What to work on
Your task is to reproduce exactly the lines that run from the beginning of the data through the line where "they are yielded." appears.

Data extracts

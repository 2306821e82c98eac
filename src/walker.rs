/*!
 * Selective directory tree traversal
 *
 * Walks a root depth-first in pre-order, pruning excluded directories before
 * they are ever opened and skipping excluded files before they are yielded.
 * Entry order inside a directory is sorted by file name, so repeated runs on
 * an unchanged tree produce the same sequence.
 */

use std::path::{Path, PathBuf};

use walkdir::WalkDir;

use crate::error::EntryError;
use crate::pattern::RuleSet;
use crate::types::{EntryKind, WalkEntry};

/// Options controlling the traversal.
#[derive(Debug, Clone, Copy, Default)]
pub struct WalkOptions {
    /// Omit symlinks and junctions instead of yielding them as terminal
    /// entries. Links are never followed either way.
    pub skip_links: bool,
}

/// Walks a directory tree, yielding the entries that survive the exclusion
/// rules. The root itself is not yielded.
pub struct Walker {
    root: PathBuf,
    rules: RuleSet,
    options: WalkOptions,
}

impl Walker {
    pub fn new(root: impl Into<PathBuf>, rules: RuleSet, options: WalkOptions) -> Self {
        Self {
            root: root.into(),
            rules,
            options,
        }
    }

    /// Starts the traversal. `on_excluded` is invoked once for every pruned
    /// directory or skipped file, with the path relative to the root.
    pub fn walk<F>(&self, on_excluded: F) -> Walk<'_, F>
    where
        F: FnMut(&Path, bool),
    {
        Walk {
            inner: WalkDir::new(&self.root)
                .follow_links(false)
                .sort_by_file_name()
                .into_iter(),
            root: &self.root,
            rules: &self.rules,
            options: self.options,
            on_excluded,
        }
    }
}

/// Lazy iterator over the surviving entries of one traversal.
pub struct Walk<'a, F> {
    inner: walkdir::IntoIter,
    root: &'a Path,
    rules: &'a RuleSet,
    options: WalkOptions,
    on_excluded: F,
}

impl<F> Iterator for Walk<'_, F>
where
    F: FnMut(&Path, bool),
{
    type Item = Result<WalkEntry, EntryError>;

    fn next(&mut self) -> Option<Self::Item> {
        loop {
            let entry = match self.inner.next()? {
                Ok(entry) => entry,
                Err(err) => return Some(Err(EntryError::from(err))),
            };

            // The root is traversed but not reported.
            if entry.depth() == 0 {
                continue;
            }

            let rel_path = entry
                .path()
                .strip_prefix(self.root)
                .unwrap_or_else(|_| entry.path())
                .to_path_buf();
            let file_type = entry.file_type();
            let kind = EntryKind::of(&file_type);

            if self.rules.is_excluded(&rel_path, file_type.is_dir()) {
                (self.on_excluded)(&rel_path, file_type.is_dir());
                if file_type.is_dir() {
                    // Hard prune: the directory is never opened.
                    self.inner.skip_current_dir();
                }
                continue;
            }

            if kind.is_link() && self.options.skip_links {
                continue;
            }

            return Some(Ok(WalkEntry {
                path: entry.into_path(),
                rel_path,
                kind,
            }));
        }
    }
}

Output
repository 2306821e82c98eac
filename src/walker.rs
/*!
 * Selective directory tree traversal
 *
 * Walks a root depth-first in pre-order, pruning excluded directories before
 * they are ever opened and skipping excluded files before they are yielded.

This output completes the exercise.